== PROBLEM DETAILS ==
For the word "StringInterner", work out how many lines in the records below contain it and state that count alone.

== SUPPLIED DATA ==
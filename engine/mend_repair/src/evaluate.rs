//! Per-donor candidate evaluation.
//!
//! One donor at a time: structural match, similarity score, then a fresh
//! overlay renders the hypothetical patch. A failed match or a rejected
//! edit discards the candidate; nothing touches the target tree.

use rustc_hash::FxHashMap;

use mend_ir::{NodeId, RenameMap, ScopeSet, StringInterner, SyntaxTree};
use mend_match::Matcher;
use mend_metric::MetricCache;
use mend_render::{render_overlaid, Overlay};

use crate::candidate::{DonorCandidate, RepairCandidate};

/// Evaluation state shared across donors for one target tree.
pub struct RepairContext<'a> {
    target: &'a SyntaxTree,
    interner: &'a StringInterner,
    target_scope: &'a ScopeSet,
    /// Node rendered as the patched artifact, normally the tree root.
    unit: NodeId,
    cache: MetricCache,
    /// One metric cache per donor tree; node IDs are tree-local, so donor
    /// vectors cannot share the target's cache.
    donor_caches: FxHashMap<usize, MetricCache>,
}

impl<'a> RepairContext<'a> {
    /// Create a context; `unit` is the node rendered as the patched
    /// artifact (normally the enclosing unit's root).
    pub fn new(
        target: &'a SyntaxTree,
        interner: &'a StringInterner,
        target_scope: &'a ScopeSet,
        unit: NodeId,
    ) -> Self {
        Self {
            target,
            interner,
            target_scope,
            unit,
            cache: MetricCache::new(),
            donor_caches: FxHashMap::default(),
        }
    }

    /// Evaluate one donor against one target statement.
    ///
    /// Returns `None` when the donor does not match or its edits are
    /// rejected by the overlay; both are expected search outcomes.
    pub fn evaluate(
        &mut self,
        target_id: NodeId,
        donor: &DonorCandidate<'_>,
        donor_index: usize,
    ) -> Option<RepairCandidate> {
        let matcher = Matcher::new(
            self.target,
            donor.tree,
            self.interner,
            self.target_scope,
            donor.scope,
        );
        let mut rename = RenameMap::new();
        let mut modifications = Vec::new();
        if !matcher.matches(target_id, donor.root, &mut rename, &mut modifications) {
            tracing::debug!(donor_index, "donor does not match target");
            return None;
        }

        let target_vector = self.cache.vector(self.target, target_id);
        let donor_vector = self
            .donor_caches
            .entry(donor_index)
            .or_insert_with(MetricCache::new)
            .vector(donor.tree, donor.root);
        let score = target_vector.similarity(&donor_vector);

        let mut overlay = Overlay::new();
        if let Err(err) = overlay.adapt_all(self.target, &modifications) {
            tracing::debug!(donor_index, %err, "candidate edits rejected");
            return None;
        }
        let patched = render_overlaid(self.target, self.interner, self.unit, &overlay);
        tracing::debug!(donor_index, score, edits = modifications.len(), "candidate rendered");

        Some(RepairCandidate {
            donor_index,
            target: target_id,
            modifications,
            rename,
            score,
            patched,
        })
    }
}

#[cfg(test)]
mod tests {
    #![allow(clippy::unwrap_used, reason = "Tests can panic")]

    use super::*;
    use mend_ir::{NodeKind, Span, TreeBuilder};
    use pretty_assertions::assert_eq;

    fn single_return() -> (SyntaxTree, NodeId) {
        let mut b = TreeBuilder::new();
        let ret = b.push(NodeKind::Return { value: NodeId::INVALID }, Span::DUMMY);
        let stmts = b.push_list(&[ret]);
        let block = b.push(NodeKind::Block { stmts }, Span::DUMMY);
        (b.finish(block).unwrap(), block)
    }

    #[test]
    fn test_donor_vectors_cached_per_donor() {
        let interner = StringInterner::new();
        let (target, t_root) = single_return();
        let (donor_tree, d_root) = single_return();
        let target_scope = ScopeSet::new();
        let donor_scope = ScopeSet::new();

        let mut ctx = RepairContext::new(&target, &interner, &target_scope, t_root);
        let donor = DonorCandidate {
            tree: &donor_tree,
            root: d_root,
            scope: &donor_scope,
        };

        let first = ctx.evaluate(t_root, &donor, 0).unwrap();
        let memoized = ctx.donor_caches[&0].len();
        assert!(memoized > 0);

        let second = ctx.evaluate(t_root, &donor, 0).unwrap();
        assert_eq!(ctx.donor_caches.len(), 1);
        assert_eq!(ctx.donor_caches[&0].len(), memoized);
        assert_eq!(first.score.to_bits(), second.score.to_bits());
    }
}
//! String interner backing [`Name`] handles.
//!
//! Provides O(1) interning and lookup with thread-safe access via a single
//! read/write lock. Matching and feature extraction over independent trees
//! may run in parallel, so lookups take the read path.

use parking_lot::RwLock;
use rustc_hash::FxHashMap;

use super::Name;

/// Error when interning a string fails.
#[derive(Debug, Clone, PartialEq, Eq)]
pub enum InternError {
    /// Interner exceeded capacity (over 4 billion strings).
    Overflow { count: usize },
}

impl std::fmt::Display for InternError {
    fn fmt(&self, f: &mut std::fmt::Formatter<'_>) -> std::fmt::Result {
        match self {
            InternError::Overflow { count } => write!(
                f,
                "interner exceeded capacity: {} strings, max is {}",
                count,
                u32::MAX
            ),
        }
    }
}

impl std::error::Error for InternError {}

struct InternTable {
    /// Map from string content to index.
    map: FxHashMap<&'static str, u32>,
    /// Storage for string contents.
    strings: Vec<&'static str>,
}

/// String interner.
///
/// Provides O(1) lookup and equality comparison for interned strings.
/// One interner must be shared by every tree that participates in a match.
pub struct StringInterner {
    table: RwLock<InternTable>,
}

impl StringInterner {
    /// Create a new interner with the empty string pre-interned at index 0.
    pub fn new() -> Self {
        let empty: &'static str = "";
        let mut map = FxHashMap::default();
        map.insert(empty, 0);
        StringInterner {
            table: RwLock::new(InternTable {
                map,
                strings: vec![empty],
            }),
        }
    }

    /// Try to intern a string, returning its `Name` or an error on overflow.
    pub fn try_intern(&self, s: &str) -> Result<Name, InternError> {
        // Fast path: already interned.
        {
            let guard = self.table.read();
            if let Some(&idx) = guard.map.get(s) {
                return Ok(Name::from_raw(idx));
            }
        }

        let mut guard = self.table.write();

        // Double-check after acquiring the write lock.
        if let Some(&idx) = guard.map.get(s) {
            return Ok(Name::from_raw(idx));
        }

        // Leak the string to get 'static lifetime; interners live for the
        // whole repair session.
        let owned: String = s.to_owned();
        let leaked: &'static str = Box::leak(owned.into_boxed_str());

        let idx = u32::try_from(guard.strings.len()).map_err(|_| InternError::Overflow {
            count: guard.strings.len(),
        })?;
        guard.strings.push(leaked);
        guard.map.insert(leaked, idx);
        Ok(Name::from_raw(idx))
    }

    /// Intern a string.
    ///
    /// # Panics
    /// Panics on interner overflow. Use `try_intern` to handle that case.
    pub fn intern(&self, s: &str) -> Name {
        match self.try_intern(s) {
            Ok(name) => name,
            Err(e) => panic!("{e}"),
        }
    }

    /// Look up the string for a name.
    ///
    /// Returns the empty string for a name this interner never produced.
    pub fn lookup(&self, name: Name) -> &'static str {
        let guard = self.table.read();
        guard.strings.get(name.index()).copied().unwrap_or("")
    }

    /// Number of interned strings.
    pub fn len(&self) -> usize {
        self.table.read().strings.len()
    }

    /// Returns `true` if only the pre-interned empty string is present.
    pub fn is_empty(&self) -> bool {
        self.len() <= 1
    }
}

impl Default for StringInterner {
    fn default() -> Self {
        Self::new()
    }
}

== FINAL ANSWER ==
8